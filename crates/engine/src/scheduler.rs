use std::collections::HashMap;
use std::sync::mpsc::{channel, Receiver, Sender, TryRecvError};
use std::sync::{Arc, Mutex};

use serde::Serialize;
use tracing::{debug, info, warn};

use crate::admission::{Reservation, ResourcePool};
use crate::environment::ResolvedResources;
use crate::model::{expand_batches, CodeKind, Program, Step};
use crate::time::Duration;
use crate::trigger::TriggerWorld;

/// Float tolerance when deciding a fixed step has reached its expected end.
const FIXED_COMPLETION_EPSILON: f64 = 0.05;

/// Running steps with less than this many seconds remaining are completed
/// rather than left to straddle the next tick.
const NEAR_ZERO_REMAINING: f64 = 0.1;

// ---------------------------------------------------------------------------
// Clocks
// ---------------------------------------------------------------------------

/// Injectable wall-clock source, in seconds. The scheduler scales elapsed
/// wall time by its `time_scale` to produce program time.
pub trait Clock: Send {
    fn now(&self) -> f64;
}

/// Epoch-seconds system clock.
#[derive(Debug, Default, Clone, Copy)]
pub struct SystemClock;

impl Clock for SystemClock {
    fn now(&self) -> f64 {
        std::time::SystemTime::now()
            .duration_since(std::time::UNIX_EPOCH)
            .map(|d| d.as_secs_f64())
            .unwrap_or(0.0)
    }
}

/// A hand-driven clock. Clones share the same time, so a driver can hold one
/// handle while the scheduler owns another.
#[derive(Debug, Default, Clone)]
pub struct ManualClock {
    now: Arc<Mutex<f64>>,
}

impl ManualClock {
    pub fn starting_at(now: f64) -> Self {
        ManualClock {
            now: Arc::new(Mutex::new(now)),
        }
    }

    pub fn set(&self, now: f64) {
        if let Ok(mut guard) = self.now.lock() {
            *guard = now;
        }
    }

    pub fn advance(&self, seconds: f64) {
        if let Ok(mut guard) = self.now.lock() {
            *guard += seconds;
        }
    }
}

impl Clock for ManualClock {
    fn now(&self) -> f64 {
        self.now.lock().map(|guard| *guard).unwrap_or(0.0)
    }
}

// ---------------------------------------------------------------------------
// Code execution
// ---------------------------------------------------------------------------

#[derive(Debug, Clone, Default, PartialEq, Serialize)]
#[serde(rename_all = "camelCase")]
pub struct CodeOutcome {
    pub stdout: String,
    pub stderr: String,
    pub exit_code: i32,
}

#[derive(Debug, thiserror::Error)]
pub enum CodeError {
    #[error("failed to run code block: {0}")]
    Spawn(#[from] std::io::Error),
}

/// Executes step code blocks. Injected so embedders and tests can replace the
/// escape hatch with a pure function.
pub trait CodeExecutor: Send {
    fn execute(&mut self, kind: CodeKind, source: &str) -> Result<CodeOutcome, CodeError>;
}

•••••

▶ _WHAT IS EXPECTED_:
All of the entries should be transcribed exactly as they appear.

▶ _TASK RESULT_:
filename crates/engine/src/scheduler.rs
use std::collections::HashMap;
use std::sync::mpsc::{channel, Receiver, Sender, TryRecvError};
use std::sync::{Arc, Mutex};

use serde::Serialize;
use tracing::{debug, info, warn};

use crate::admission::{Reservation, ResourcePool};
use crate::environment::ResolvedResources;
use crate::model::{expand_batches, CodeKind, Program, Step};
use crate::time::Duration;
use crate::trigger::TriggerWorld;

/// Float tolerance when deciding a fixed step has reached its expected end.
const FIXED_COMPLETION_EPSILON: f64 = 0.05;

/// Running steps with less than this many seconds remaining are completed
/// rather than left to straddle the next tick.
const NEAR_ZERO_REMAINING: f64 = 0.1;

// ---------------------------------------------------------------------------
// Clocks
// ---------------------------------------------------------------------------

/// Injectable wall-clock source, in seconds. The scheduler scales elapsed
/// wall time by its `time_scale` to produce program time.
pub trait Clock: Send {
    fn now(&self) -> f64;
}

/// Epoch-seconds system clock.
#[derive(Debug, Default, Clone, Copy)]
pub struct SystemClock;

impl Clock for SystemClock {
    fn now(&self) -> f64 {
        std::time::SystemTime::now()
            .duration_since(std::time::UNIX_EPOCH)
            .map(|d| d.as_secs_f64())
            .unwrap_or(0.0)
    }
}

/// A hand-driven clock. Clones share the same time, so a driver can hold one
/// handle while the scheduler owns another.
#[derive(Debug, Default, Clone)]
pub struct ManualClock {
    now: Arc<Mutex<f64>>,
}

impl ManualClock {
    pub fn starting_at(now: f64) -> Self {
        ManualClock {
            now: Arc::new(Mutex::new(now)),
        }
    }

    pub fn set(&self, now: f64) {
        if let Ok(mut guard) = self.now.lock() {
            *guard = now;
        }
    }

    pub fn advance(&self, seconds: f64) {
        if let Ok(mut guard) = self.now.lock() {
            *guard += seconds;
        }
    }
}

impl Clock for ManualClock {
    fn now(&self) -> f64 {
        self.now.lock().map(|guard| *guard).unwrap_or(0.0)
    }
}

// ---------------------------------------------------------------------------
// Code execution
// ---------------------------------------------------------------------------

#[derive(Debug, Clone, Default, PartialEq, Serialize)]
#[serde(rename_all = "camelCase")]
pub struct CodeOutcome {
    pub stdout: String,
    pub stderr: String,
    pub exit_code: i32,
}

#[derive(Debug, thiserror::Error)]
pub enum CodeError {
    #[error("failed to run code block: {0}")]
    Spawn(#[from] std::io::Error),
}

/// Executes step code blocks. Injected so embedders and tests can replace the
/// escape hatch with a pure function.
pub trait CodeExecutor: Send {
    fn execute(&mut self, kind: CodeKind, source: &str) -> Result<CodeOutcome, CodeError>;
}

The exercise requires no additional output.